La pommade des sorcières : L’histoire secrète de la magie psychédélique

Une exploration des origines historiques de la « pommade des sorcières » et des pratiques médiévales en matière de drogues hallucinogènes, basée sur les sources les plus anciennes.

– Explique comment les premiers théologiens modernes ont diabolisé la magie populaire psychédélique pour en faire des « onguents de sorcières ».

– Partage des dizaines de formules et recettes psychoactives glanées dans des manuscrits rares provenant de collections universitaires du monde entier, ainsi que les pratiques et incantations magiques nécessaires à leur préparation.

– Examine les pratiques des sorcières médiévales comme Matteuccia di Francisco, qui utilisait des drogues hallucinogènes dans ses philtres d’amour et ses préparations à base de plantes.

À l’époque médiévale, les préparations à base d’herbes hallucinogènes faisaient partie de la pratique du veneficium, ou magie du poison. Cette collection d’arts magiques utilisait des poisons, des herbes et des rituels pour ensorceler, guérir, prophétiser, infecter et assassiner. Sous la forme d’onguents psychomagiques, la magie du poison pouvait déclencher de puissantes hallucinations et des rêves surréalistes qui permettaient une expérience directe du Divin. Enduits sur la peau, ces onguents enthéogéniques étaient censés permettre aux sorcières de communier avec diverses déesses locales, abâtardies par l’Église en voyages au Sabbat – des rencontres clandestines avec Satan pour apprendre la magie et participer à des orgies démoniaques.
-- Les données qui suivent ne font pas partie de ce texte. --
/// Typed HTTP client for the TaskDesk API
///
/// Wraps a `reqwest::Client` with the server base URL and an optional bearer
/// token. Non-2xx responses are decoded from the API's error body into
/// [`ClientError::Api`].
///
/// # Example
///
/// ```no_run
/// use taskdesk_client::client::ApiClient;
///
/// # async fn example() -> Result<(), taskdesk_client::client::ClientError> {
/// let mut client = ApiClient::new("http://localhost:8080");
/// let login = client.login("admin", "Admin123!").await?;
/// client.set_token(login.token);
///
/// for task in client.list_tasks().await? {
///     println!("{} {}", task.status, task.title);
/// }
/// # Ok(())
/// # }
/// ```

use reqwest::{Method, RequestBuilder, Response, StatusCode};
use serde::{de::DeserializeOwned, Deserialize, Serialize};
use taskdesk_shared::models::{Role, TaskDto, TaskStatus, UserDto};
use tracing::debug;
use uuid::Uuid;

/// Result type alias
pub type ClientResult<T> = Result<T, ClientError>;

/// Errors returned by [`ApiClient`]
#[derive(Debug, thiserror::Error)]
pub enum ClientError {
    /// The server answered with a non-2xx status
    #[error("{message} ({status}, {error})")]
    Api {
        status: StatusCode,
        error: String,
        message: String,
    },

    /// Connection, TLS or body decoding failure
    #[error("HTTP error: {0}")]
    Http(#[from] reqwest::Error),

    /// An authenticated call was made without a token
    #[error("Not logged in; run `taskdesk login` and export TASKDESK_TOKEN")]
    MissingToken,
}

impl ClientError {
    /// HTTP status of an API error
    pub fn status(&self) -> Option<StatusCode> {
        match self {
            ClientError::Api { status, .. } => Some(*status),
            _ => None,
        }
    }
}

/// Error body sent by the API
#[derive(Debug, Deserialize)]
struct ErrorBody {
    error: String,
    message: String,
}

/// Login response
#[derive(Debug, Clone, Serialize, Deserialize)]
pub struct LoginResponse {
    pub token: String,
    pub user: UserDto,
}

/// Body of `POST /api/tasks`
#[derive(Debug, Clone, Default, Serialize)]
#[serde(rename_all = "camelCase")]
pub struct CreateTaskBody {
    pub title: String,

    #[serde(skip_serializing_if = "Option::is_none")]
    pub description: Option<String>,

    #[serde(skip_serializing_if = "Option::is_none")]
    pub status: Option<TaskStatus>,

    pub assigned_user_id: Uuid,
}

/// Body of `PUT /api/tasks/:id`; `None` fields are omitted
#[derive(Debug, Clone, Default, Serialize)]
#[serde(rename_all = "camelCase")]
pub struct UpdateTaskBody {
    #[serde(skip_serializing_if = "Option::is_none")]
    pub title: Option<String>,

    #[serde(skip_serializing_if = "Option::is_none")]
    pub description: Option<String>,

    #[serde(skip_serializing_if = "Option::is_none")]
    pub status: Option<TaskStatus>,

    #[serde(skip_serializing_if = "Option::is_none")]
    pub assigned_user_id: Option<Uuid>,
}

/// Body of `POST /api/users`
#[derive(Debug, Clone, Serialize)]
pub struct CreateUserBody {
    pub username: String,
    pub email: String,
    pub password: String,

    #[serde(skip_serializing_if = "Option::is_none")]
    pub role: Option<Role>,
}

/// Body of `PUT /api/users/:id`; `None` fields are omitted
#[derive(Debug, Clone, Default, Serialize)]
pub struct UpdateUserBody {
    #[serde(skip_serializing_if = "Option::is_none")]
    pub username: Option<String>,

    #[serde(skip_serializing_if = "Option::is_none")]
    pub email: Option<String>,

    #[serde(skip_serializing_if = "Option::is_none")]
    pub role: Option<Role>,
}

#[derive(Serialize)]
struct LoginBody<'a> {
    username: &'a str,
    password: &'a str,
}

/// TaskDesk API client
#[derive(Debug, Clone)]
pub struct ApiClient {
    http: reqwest::Client,
    base_url: String,
    token: Option<String>,
}

impl ApiClient {
    /// Creates a client for `base_url` (e.g. `http://localhost:8080`)
    pub fn new(base_url: impl Into<String>) -> Self {
        Self {
            http: reqwest::Client::new(),
            base_url: base_url.into().trim_end_matches('/').to_string(),
            token: None,
        }
    }

    /// Creates a client that authenticates with `token`
    pub fn with_token(base_url: impl Into<String>, token: impl Into<String>) -> Self {
        let mut client = Self::new(base_url);
        client.set_token(token);
        client
    }

    pub fn set_token(&mut self, token: impl Into<String>) {
        self.token = Some(token.into());
    }

    pub fn token(&self) -> Option<&str> {
        self.token.as_deref()
    }

    fn url(&self, path: &str) -> String {
        format!("{}{}", self.base_url, path)
    }

    fn authed(&self, method: Method, path: &str) -> ClientResult<RequestBuilder> {
        let token = self.token.as_deref().ok_or(ClientError::MissingToken)?;
        Ok(self.http.request(method, self.url(path)).bearer_auth(token))
    }

    /// Turns a non-2xx response into [`ClientError::Api`]
    async fn check(response: Response) -> ClientResult<Response> {
        let status = response.status();
        if status.is_success() {
            return Ok(response);
        }

        let text = response.text().await.unwrap_or_default();
        let (error, message) = match serde_json::from_str::<ErrorBody>(&text) {
            Ok(body) => (body.error, body.message),
            Err(_) => ("http_error".to_string(), text),
        };
        debug!(status = %status, error = %error, "API request failed");

        Err(ClientError::Api {
            status,
            error,
            message,
        })
    }

    async fn send_json<T: DeserializeOwned>(request: RequestBuilder) -> ClientResult<T> {
        let response = Self::check(request.send().await?).await?;
        Ok(response.json().await?)
    }

    async fn send_empty(request: RequestBuilder) -> ClientResult<()> {
        Self::check(request.send().await?).await?;
        Ok(())
    }

    /// Exchanges credentials for a token
    ///
    /// The token is returned, not stored; call [`ApiClient::set_token`] to use it.
    pub async fn login(&self, username: &str, password: &str) -> ClientResult<LoginResponse> {
        let request = self
            .http
            .post(self.url("/api/auth/login"))
            .json(&LoginBody { username, password });
        Self::send_json(request).await
    }

    /// Profile of the logged-in user
    pub async fn me(&self) -> ClientResult<UserDto> {
        Self::send_json(self.authed(Method::GET, "/api/auth/me")?).await
    }

    pub async fn list_tasks(&self) -> ClientResult<Vec<TaskDto>> {
        Self::send_json(self.authed(Method::GET, "/api/tasks")?).await
    }

    pub async fn get_task(&self, id: Uuid) -> ClientResult<TaskDto> {
        Self::send_json(self.authed(Method::GET, &format!("/api/tasks/{}", id))?).await
    }

    pub async fn create_task(&self, body: &CreateTaskBody) -> ClientResult<TaskDto> {
        Self::send_json(self.authed(Method::POST, "/api/tasks")?.json(body)).await
    }

    pub async fn update_task(&self, id: Uuid, body: &UpdateTaskBody) -> ClientResult<TaskDto> {
        Self::send_json(self.authed(Method::PUT, &format!("/api/tasks/{}", id))?.json(body)).await
    }

    pub async fn delete_task(&self, id: Uuid) -> ClientResult<()> {
        Self::send_empty(self.authed(Method::DELETE, &format!("/api/tasks/{}", id))?).await
    }

    pub async fn list_users(&self) -> ClientResult<Vec<UserDto>> {
        Self::send_json(self.authed(Method::GET, "/api/users")?).await
    }

    pub async fn get_user(&self, id: Uuid) -> ClientResult<UserDto> {
        Self::send_json(self.authed(Method::GET, &format!("/api/users/{}", id))?).await
    }

    pub async fn create_user(&self, body: &CreateUserBody) -> ClientResult<UserDto> {
        Self::send_json(self.authed(Method::POST, "/api/users")?.json(body)).await
    }

    pub async fn update_user(&self, id: Uuid, body: &UpdateUserBody) -> ClientResult<UserDto> {
        Self::send_json(self.authed(Method::PUT, &format!("/api/users/{}", id))?.json(body)).await
    }

    pub async fn delete_user(&self, id: Uuid) -> ClientResult<()> {
        Self::send_empty(self.authed(Method::DELETE, &format!("/api/users/{}", id))?).await
    }
}

#[cfg(test)]
mod tests {
    use super::*;

    #[test]
    fn test_base_url_is_normalized() {
        let client = ApiClient::new("http://localhost:8080/");
        assert_eq!(client.url("/api/tasks"), "http://localhost:8080/api/tasks");
    }

    #[tokio::test]
    async fn test_authenticated_call_without_token_fails_fast() {
        let client = ApiClient::new("http://127.0.0.1:9");
        assert!(matches!(client.list_tasks().await, Err(ClientError::MissingToken)));
    }

    #[test]
    fn test_update_body_omits_unset_fields() {
        let body = UpdateTaskBody {
            status: Some(TaskStatus::Completed),
            ..Default::default()
        };
        assert_eq!(
            serde_json::to_value(&body).unwrap(),
            serde_json::json!({ "status": "Completed" })
        );
    }

    #[test]
    fn test_api_error_display() {
        let err = ClientError::Api {
            status: StatusCode::FORBIDDEN,
            error: "forbidden".to_string(),
            message: "Not allowed to create tasks".to_string(),
        };
        assert_eq!(err.status(), Some(StatusCode::FORBIDDEN));
        assert!(err.to_string().starts_with("Not allowed to create tasks"));
    }
}
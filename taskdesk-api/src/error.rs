/// Error handling for the API server
///
/// This module provides a unified error type that maps to HTTP responses.
/// All handlers return `Result<T, ApiError>` which automatically converts to
/// the status codes below.
///
/// | Variant | Status | `error` |
/// |---------|--------|---------|
/// | `ValidationError` | 400 | `validation_error` |
/// | `Conflict` | 400 | `conflict` |
/// | `Unauthorized` | 401 | `unauthorized` |
/// | `Forbidden` | 403 | `forbidden` |
/// | `NotFound` | 404 | `not_found` |
/// | `InternalError` | 500 | `internal_error` |

use axum::{
    extract::rejection::{JsonRejection, PathRejection},
    http::StatusCode,
    response::{IntoResponse, Response},
    Json,
};
use serde::{Deserialize, Serialize};
use std::fmt;
use taskdesk_shared::service::{FieldError, ServiceError};

/// API result type alias
pub type ApiResult<T> = Result<T, ApiError>;

/// Unified API error type
#[derive(Debug)]
pub enum ApiError {
    /// Bad request (400), malformed body
    BadRequest(String),

    /// Unauthorized (401)
    Unauthorized(String),

    /// Forbidden (403)
    Forbidden(String),

    /// Not found (404)
    NotFound(String),

    /// Conflict (400), e.g. duplicate email
    Conflict(String),

    /// Validation errors (400)
    ValidationError(Vec<ValidationErrorDetail>),

    /// Internal server error (500)
    InternalError(String),
}

/// Validation error detail
#[derive(Debug, Clone, PartialEq, Eq, Serialize, Deserialize)]
pub struct ValidationErrorDetail {
    /// Field that failed validation
    pub field: String,

    /// Error message
    pub message: String,
}

impl From<FieldError> for ValidationErrorDetail {
    fn from(err: FieldError) -> Self {
        Self {
            field: err.field,
            message: err.message,
        }
    }
}

/// Error response format
#[derive(Debug, Serialize, Deserialize)]
pub struct ErrorResponse {
    /// Error code (e.g., "validation_error", "unauthorized")
    pub error: String,

    /// Human-readable error message
    pub message: String,

    /// Optional validation errors
    #[serde(skip_serializing_if = "Option::is_none")]
    pub details: Option<Vec<ValidationErrorDetail>>,
}

impl ApiError {
    /// Status code this error maps to
    pub fn status(&self) -> StatusCode {
        match self {
            ApiError::BadRequest(_) | ApiError::Conflict(_) | ApiError::ValidationError(_) => {
                StatusCode::BAD_REQUEST
            }
            ApiError::Unauthorized(_) => StatusCode::UNAUTHORIZED,
            ApiError::Forbidden(_) => StatusCode::FORBIDDEN,
            ApiError::NotFound(_) => StatusCode::NOT_FOUND,
            ApiError::InternalError(_) => StatusCode::INTERNAL_SERVER_ERROR,
        }
    }
}

impl fmt::Display for ApiError {
    fn fmt(&self, f: &mut fmt::Formatter<'_>) -> fmt::Result {
        match self {
            ApiError::BadRequest(msg) => write!(f, "Bad request: {}", msg),
            ApiError::Unauthorized(msg) => write!(f, "Unauthorized: {}", msg),
            ApiError::Forbidden(msg) => write!(f, "Forbidden: {}", msg),
            ApiError::NotFound(msg) => write!(f, "Not found: {}", msg),
            ApiError::Conflict(msg) => write!(f, "Conflict: {}", msg),
            ApiError::ValidationError(errors) => {
                write!(f, "Validation failed: {} errors", errors.len())
            }
            ApiError::InternalError(msg) => write!(f, "Internal error: {}", msg),
        }
    }
}

impl std::error::Error for ApiError {}

impl IntoResponse for ApiError {
    fn into_response(self) -> Response {
        let status = self.status();

        let (error_code, message, details) = match self {
            ApiError::BadRequest(msg) => ("validation_error", msg, None),
            ApiError::Unauthorized(msg) => ("unauthorized", msg, None),
            ApiError::Forbidden(msg) => ("forbidden", msg, None),
            ApiError::NotFound(msg) => ("not_found", msg, None),
            ApiError::Conflict(msg) => ("conflict", msg, None),
            ApiError::ValidationError(errors) => (
                "validation_error",
                "Request validation failed".to_string(),
                Some(errors),
            ),
            ApiError::InternalError(msg) => {
                // Log internal errors but don't expose details to clients
                tracing::error!(error = %msg, "Internal error");
                (
                    "internal_error",
                    "An internal error occurred".to_string(),
                    None,
                )
            }
        };

        let body = Json(ErrorResponse {
            error: error_code.to_string(),
            message,
            details,
        });

        (status, body).into_response()
    }
}

impl From<ServiceError> for ApiError {
    fn from(err: ServiceError) -> Self {
        match err {
            ServiceError::Validation(errors) => {
                ApiError::ValidationError(errors.into_iter().map(Into::into).collect())
            }
            ServiceError::Conflict(msg) => ApiError::Conflict(msg),
            ServiceError::NotFound(msg) => ApiError::NotFound(msg),
            ServiceError::Forbidden(msg) => ApiError::Forbidden(msg),
            ServiceError::Authentication(msg) => ApiError::Unauthorized(msg),
            ServiceError::Internal(msg) => ApiError::InternalError(msg),
        }
    }
}

/// Convert request-body rejections (bad JSON, wrong content type)
impl From<JsonRejection> for ApiError {
    fn from(rejection: JsonRejection) -> Self {
        ApiError::BadRequest(rejection.body_text())
    }
}

/// Convert malformed path parameters (e.g. a non-UUID id)
impl From<PathRejection> for ApiError {
    fn from(rejection: PathRejection) -> Self {
        ApiError::BadRequest(rejection.body_text())
    }
}

/// Convert validator derive failures to field details
impl From<validator::ValidationErrors> for ApiError {
    fn from(errors: validator::ValidationErrors) -> Self {
        let mut details: Vec<ValidationErrorDetail> = errors
            .field_errors()
            .iter()
            .flat_map(|(field, errors)| {
                errors.iter().map(move |error| ValidationErrorDetail {
                    field: field.to_string(),
                    message: error
                        .message
                        .as_ref()
                        .map(|m| m.to_string())
                        .unwrap_or_else(|| "Validation failed".to_string()),
                })
            })
            .collect();
        details.sort_by(|a, b| a.field.cmp(&b.field));

        ApiError::ValidationError(details)
    }
}

#[cfg(test)]
mod tests {
    use super::*;

    #[test]
    fn test_error_display() {
        let err = ApiError::BadRequest("Invalid input".to_string());
        assert_eq!(err.to_string(), "Bad request: Invalid input");

        let err = ApiError::NotFound("User not found".to_string());
        assert_eq!(err.to_string(), "Not found: User not found");
    }

    #[test]
    fn test_validation_error() {
        let errors = vec![
            ValidationErrorDetail {
                field: "email".to_string(),
                message: "Invalid email format".to_string(),
            },
            ValidationErrorDetail {
                field: "password".to_string(),
                message: "Password too short".to_string(),
            },
        ];

        let err = ApiError::ValidationError(errors);
        assert_eq!(err.to_string(), "Validation failed: 2 errors");
    }

    #[test]
    fn test_service_errors_map_to_status_codes() {
        let cases = [
            (ServiceError::invalid("title", "title is required"), StatusCode::BAD_REQUEST),
            (ServiceError::Conflict("taken".into()), StatusCode::BAD_REQUEST),
            (ServiceError::NotFound("gone".into()), StatusCode::NOT_FOUND),
            (ServiceError::Forbidden("no".into()), StatusCode::FORBIDDEN),
            (ServiceError::Authentication("who".into()), StatusCode::UNAUTHORIZED),
            (ServiceError::Internal("boom".into()), StatusCode::INTERNAL_SERVER_ERROR),
        ];

        for (err, status) in cases {
            assert_eq!(ApiError::from(err).status(), status);
        }
    }

    #[tokio::test]
    async fn test_internal_error_hides_details() {
        let response = ApiError::InternalError("connection refused at 10.0.0.5".into()).into_response();
        assert_eq!(response.status(), StatusCode::INTERNAL_SERVER_ERROR);

        let body = axum::body::to_bytes(response.into_body(), usize::MAX)
            .await
            .unwrap();
        let body: serde_json::Value = serde_json::from_slice(&body).unwrap();
        assert_eq!(body["error"], "internal_error");
        assert!(!body.to_string().contains("10.0.0.5"));
        assert!(body.get("details").is_none());
    }
}
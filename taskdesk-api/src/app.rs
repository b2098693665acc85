/// Application state and router builder
///
/// This module defines the shared application state and provides
/// a function to build the Axum router with all routes and middleware.
///
/// # Example
///
/// ```no_run
/// use std::sync::Arc;
/// use taskdesk_api::{app::AppState, config::Config};
/// use taskdesk_shared::store::MemoryStore;
///
/// # async fn example() -> anyhow::Result<()> {
/// let config = Config::from_env()?;
/// let state = AppState::new(Arc::new(MemoryStore::new()), config);
/// let app = taskdesk_api::app::build_router(state);
/// # Ok(())
/// # }
/// ```

use crate::{config::Config, error::ApiError};
use axum::{
    extract::{Request, State},
    http::{header, HeaderValue, Method},
    middleware::Next,
    response::Response,
    routing::{get, post},
    Router,
};
use std::sync::Arc;
use taskdesk_shared::{
    auth::actor::parse_bearer,
    service::{AuthService, TaskService, UserService},
    store::{TaskStore, UserStore},
};
use tower_http::{
    cors::CorsLayer,
    trace::{DefaultMakeSpan, DefaultOnResponse, TraceLayer},
};
use tracing::Level;

/// Shared application state
///
/// This is cloned for each request handler via Axum's `State` extractor.
/// Every field is an `Arc` or wraps one, so cloning is cheap.
#[derive(Clone)]
pub struct AppState {
    /// Login and token verification
    pub auth: AuthService,

    /// User administration
    pub users: UserService,

    /// Task CRUD
    pub tasks: TaskService,

    /// Used for health checks
    store: Arc<dyn UserStore>,

    /// Application configuration
    pub config: Arc<Config>,
}

impl AppState {
    /// Creates new application state over a store implementing both traits
    pub fn new<S>(store: Arc<S>, config: Config) -> Self
    where
        S: UserStore + TaskStore + 'static,
    {
        let users: Arc<dyn UserStore> = store.clone();
        let tasks: Arc<dyn TaskStore> = store;

        Self {
            auth: AuthService::new(users.clone(), &config.jwt.secret, config.token_ttl()),
            users: UserService::new(users.clone()),
            tasks: TaskService::new(tasks, users.clone()),
            store: users,
            config: Arc::new(config),
        }
    }

    /// Returns true if the storage backend answers
    pub async fn store_is_healthy(&self) -> bool {
        match self.store.ping().await {
            Ok(()) => true,
            Err(e) => {
                tracing::warn!(error = %e, "Storage health check failed");
                false
            }
        }
    }
}

/// Builds the complete Axum router with all routes and middleware
///
/// # Architecture
///
/// ```text
/// /
/// ├── /health                    # Health check (public)
/// └── /api/
///     ├── /auth/
///     │   ├── POST /login        # Public
///     │   └── GET  /me
///     ├── /users/                # Admin, except self read/update
///     │   ├── GET    /
///     │   ├── POST   /
///     │   ├── GET    /:id
///     │   ├── PUT    /:id
///     │   └── DELETE /:id
///     └── /tasks/                # Filtered by role
///         ├── GET    /
///         ├── POST   /
///         ├── GET    /:id
///         ├── PUT    /:id
///         └── DELETE /:id
/// ```
///
/// # Middleware Stack
///
/// Applied in order (bottom to top):
/// 1. Logging (tower-http TraceLayer)
/// 2. CORS (tower-http CorsLayer)
/// 3. Authentication (every route except login and health)
pub fn build_router(state: AppState) -> Router {
    use crate::routes;

    // Public routes, no auth
    let public_routes = Router::new()
        .route("/health", get(routes::health::health_check))
        .route("/api/auth/login", post(routes::auth::login));

    // Everything else requires a bearer token
    let protected_routes = Router::new()
        .route("/api/auth/me", get(routes::auth::me))
        .route(
            "/api/users",
            get(routes::users::list_users).post(routes::users::create_user),
        )
        .route(
            "/api/users/:id",
            get(routes::users::get_user)
                .put(routes::users::update_user)
                .delete(routes::users::delete_user),
        )
        .route(
            "/api/tasks",
            get(routes::tasks::list_tasks).post(routes::tasks::create_task),
        )
        .route(
            "/api/tasks/:id",
            get(routes::tasks::get_task)
                .put(routes::tasks::update_task)
                .delete(routes::tasks::delete_task),
        )
        .route_layer(axum::middleware::from_fn_with_state(
            state.clone(),
            jwt_auth_layer,
        ));

    // Configure CORS based on environment
    let cors = if state.config.api.cors_origins.iter().any(|o| o == "*") {
        // Development mode: permissive CORS
        CorsLayer::permissive()
    } else {
        let origins: Vec<HeaderValue> = state
            .config
            .api
            .cors_origins
            .iter()
            .filter_map(|origin| origin.parse().ok())
            .collect();

        CorsLayer::new()
            .allow_origin(origins)
            .allow_methods([
                Method::GET,
                Method::POST,
                Method::PUT,
                Method::DELETE,
                Method::OPTIONS,
            ])
            .allow_headers([header::AUTHORIZATION, header::CONTENT_TYPE])
            .allow_credentials(true)
            .max_age(std::time::Duration::from_secs(3600))
    };

    Router::new()
        .merge(public_routes)
        .merge(protected_routes)
        .layer(
            TraceLayer::new_for_http()
                .make_span_with(DefaultMakeSpan::new().level(Level::INFO))
                .on_response(DefaultOnResponse::new().level(Level::INFO)),
        )
        .layer(cors)
        .with_state(state)
}

/// JWT authentication middleware layer
///
/// Extracts and validates the bearer token from the Authorization header,
/// then injects the acting [`Actor`](taskdesk_shared::auth::actor::Actor)
/// into request extensions.
async fn jwt_auth_layer(
    State(state): State<AppState>,
    mut req: Request,
    next: Next,
) -> Result<Response, ApiError> {
    let token = req
        .headers()
        .get(header::AUTHORIZATION)
        .and_then(|v| v.to_str().ok())
        .and_then(parse_bearer)
        .ok_or_else(|| ApiError::Unauthorized("Missing or malformed bearer token".to_string()))?;

    let actor = state.auth.verify(token)?;
    req.extensions_mut().insert(actor);

    Ok(next.run(req).await)
}

#[cfg(test)]
mod tests {
    use super::*;
    use crate::config::{ApiConfig, DatabaseConfig, JwtConfig, LogFormat, StorageBackend};
    use axum::{body::Body, http::StatusCode};
    use taskdesk_shared::store::MemoryStore;
    use tower::ServiceExt;

    fn state() -> AppState {
        let config = Config {
            api: ApiConfig {
                host: "127.0.0.1".to_string(),
                port: 0,
                cors_origins: vec!["*".to_string()],
            },
            database: DatabaseConfig {
                backend: StorageBackend::Memory,
                url: None,
                max_connections: 1,
            },
            jwt: JwtConfig {
                secret: "test-secret-key-at-least-32-bytes-long".to_string(),
                expiration_hours: 1,
            },
            seed_demo_data: false,
            log_format: LogFormat::Pretty,
        };
        AppState::new(Arc::new(MemoryStore::new()), config)
    }

    #[tokio::test]
    async fn test_memory_store_is_healthy() {
        assert!(state().store_is_healthy().await);
    }

    #[tokio::test]
    async fn test_protected_routes_reject_missing_token() {
        let app = build_router(state());

        for (method, uri) in [
            ("GET", "/api/tasks"),
            ("GET", "/api/users"),
            ("GET", "/api/auth/me"),
            ("DELETE", "/api/tasks/00000000-0000-0000-0000-000000000000"),
        ] {
            let response = app
                .clone()
                .oneshot(
                    Request::builder()
                        .method(method)
                        .uri(uri)
                        .body(Body::empty())
                        .unwrap(),
                )
                .await
                .unwrap();
            assert_eq!(response.status(), StatusCode::UNAUTHORIZED, "{} {}", method, uri);
        }
    }

    #[tokio::test]
    async fn test_unknown_route_is_not_found() {
        let response = build_router(state())
            .oneshot(Request::builder().uri("/api/nope").body(Body::empty()).unwrap())
            .await
            .unwrap();
        assert_eq!(response.status(), StatusCode::NOT_FOUND);
    }
}
//! # TaskDesk API Server Library
//!
//! This library provides the core functionality for the TaskDesk API server.
//!
//! ## Modules
//!
//! - `app`: Application state and router builder
//! - `config`: Configuration management
//! - `error`: Error handling and HTTP response mapping
//! - `routes`: API route handlers
//! - `seed`: Demo accounts and tasks for a fresh store

pub mod app;
pub mod config;
pub mod error;
pub mod routes;
pub mod seed;
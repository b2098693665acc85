//! # TaskDesk Client
//!
//! Command-line shell for the TaskDesk API.
//!
//! ## Modules
//!
//! - `client`: Typed HTTP client
//! - `shell`: Role-aware action menu and table rendering

pub mod client;
pub mod shell;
En examinant les comptes rendus de procès et la pharmacopée des sorcières, des alchimistes, des guérisseurs populaires et des hérétiques du 15e siècle, Thomas Hatsis explique comment une série d’idées, allant des drogues populaires aux craintes ecclésiastiques concernant les femmes médecins, ont fusionné pour former le stéréotype classique de la « sorcière » et ce que l’histoire a appelé la « pommade des sorcières ». Il partage des dizaines de formules et recettes psychoactives glanées dans des manuscrits rares issus de collections universitaires du monde entier, ainsi que les pratiques et incantations magiques nécessaires à leur préparation. Il explore les liens entre les onguents des sorcières et les sorts pour le changement de forme, le voyage des esprits et la magie d’ensorcellement. Il examine les pratiques de certains magiciens de la Renaissance, qui inhalaient des drogues puissantes pour communiquer avec les esprits, et des sorcières populaires italiennes, comme Matteuccia di Francisco, qui utilisait des drogues hallucinogènes dans ses philtres d’amour et ses préparations à base de plantes, et Finicella, qui utilisait des onguents médicamenteux pour s’imaginer transformée en chat.

Explorant l’histoire inédite de l’onguent des sorcières et de la consommation médiévale d’hallucinogènes, Hatsis révèle comment l’Église a transformé les pratiques de drogues populaires, notamment enthéogènes, en expériences sataniques.